RECORDS TO USE Start Marker

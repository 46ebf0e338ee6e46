//! Shared application state for all routes.

use crate::store::TriviaStore;
use std::sync::Arc;

#[derive(Clone)]
pub struct AppState {
    pub store: Arc<dyn TriviaStore>,
}

impl AppState {
    pub fn new<S: TriviaStore + 'static>(store: S) -> Self {
        AppState {
            store: Arc::new(store),
        }
    }
}
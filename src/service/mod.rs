//! TriviaService: per-endpoint query selection and response shaping.

mod trivia;
mod validation;
pub use trivia::TriviaService;
pub use validation::RequestValidator;
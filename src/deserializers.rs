use serde::{Deserialize, Deserializer};

// browsers send ids taken from object keys, so "3" and 3 both show up
#[derive(Deserialize)]
#[serde(untagged)]
enum LenientI64 {
    Int(i64),
    Str(String),
}

impl TryFrom<LenientI64> for i64 {
    type Error = String;

    fn try_from(value: LenientI64) -> Result<Self, Self::Error> {
        match value {
            LenientI64::Int(v) => Ok(v),
            LenientI64::Str(s) => s
                .trim()
                .parse::<i64>()
                .map_err(|_| format!("Wrong value {s}, can not parse to i64")),
        }
    }
}

pub fn deserialize_lenient_i64<'de, D>(deserializer: D) -> Result<i64, D::Error>
where
    D: Deserializer<'de>,
{
    let value = LenientI64::deserialize(deserializer)?;
    i64::try_from(value).map_err(serde::de::Error::custom)
}

/// A missing or null list is empty.
pub fn deserialize_lenient_i64_list<'de, D>(deserializer: D) -> Result<Vec<i64>, D::Error>
where
    D: Deserializer<'de>,
{
    let values = Option::<Vec<LenientI64>>::deserialize(deserializer)?;
    values
        .unwrap_or_default()
        .into_iter()
        .map(|v| i64::try_from(v).map_err(serde::de::Error::custom))
        .collect()
}

/// Reads an integer out of a loose JSON value: numbers, or strings holding one.
pub fn lenient_i64(value: &serde_json::Value) -> Option<i64> {
    match value {
        serde_json::Value::Number(n) => n.as_i64(),
        serde_json::Value::String(s) => s.trim().parse().ok(),
        _ => None,
    }
}

#[cfg(test)]
mod tests {
    use super::*;
    use serde_json::json;

    #[derive(Deserialize)]
    struct Ids {
        #[serde(default, deserialize_with = "deserialize_lenient_i64_list")]
        ids: Vec<i64>,
    }

    #[test]
    fn null_list_is_empty() {
        let ids: Ids = serde_json::from_value(json!({"ids": null})).unwrap();
        assert!(ids.ids.is_empty());
    }

    #[test]
    fn garbage_in_list_is_rejected() {
        assert!(serde_json::from_value::<Ids>(json!({"ids": ["x"]})).is_err());
    }

    #[test]
    fn lenient_i64_reads_numbers_and_numeric_strings() {
        assert_eq!(lenient_i64(&json!(5)), Some(5));
        assert_eq!(lenient_i64(&json!(" 12 ")), Some(12));
        assert_eq!(lenient_i64(&json!("hard")), None);
        assert_eq!(lenient_i64(&json!(2.5)), None);
        assert_eq!(lenient_i64(&json!(true)), None);
    }
}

RECORDS TO USE End Marker

From the records above, give again exactly the lines running from the line with "let value = LenientI64::deserialize(deserializer)?;" to the line with "assert_eq!(lenient_i64(&json!(5)), Some(5));", inclusive.

= PROBLEM SOLUTION =
    let value = LenientI64::deserialize(deserializer)?;
    i64::try_from(value).map_err(serde::de::Error::custom)
}

/// A missing or null list is empty.
pub fn deserialize_lenient_i64_list<'de, D>(deserializer: D) -> Result<Vec<i64>, D::Error>
where
    D: Deserializer<'de>,
{
    let values = Option::<Vec<LenientI64>>::deserialize(deserializer)?;
    values
        .unwrap_or_default()
        .into_iter()
        .map(|v| i64::try_from(v).map_err(serde::de::Error::custom))
        .collect()
}

/// Reads an integer out of a loose JSON value: numbers, or strings holding one.
pub fn lenient_i64(value: &serde_json::Value) -> Option<i64> {
    match value {
        serde_json::Value::Number(n) => n.as_i64(),
        serde_json::Value::String(s) => s.trim().parse().ok(),
        _ => None,
    }
}

#[cfg(test)]
mod tests {
    use super::*;
    use serde_json::json;

    #[derive(Deserialize)]
    struct Ids {
        #[serde(default, deserialize_with = "deserialize_lenient_i64_list")]
        ids: Vec<i64>,
    }

    #[test]
    fn null_list_is_empty() {
        let ids: Ids = serde_json::from_value(json!({"ids": null})).unwrap();
        assert!(ids.ids.is_empty());
    }

    #[test]
    fn garbage_in_list_is_rejected() {
        assert!(serde_json::from_value::<Ids>(json!({"ids": ["x"]})).is_err());
    }

    #[test]
    fn lenient_i64_reads_numbers_and_numeric_strings() {
        assert_eq!(lenient_i64(&json!(5)), Some(5));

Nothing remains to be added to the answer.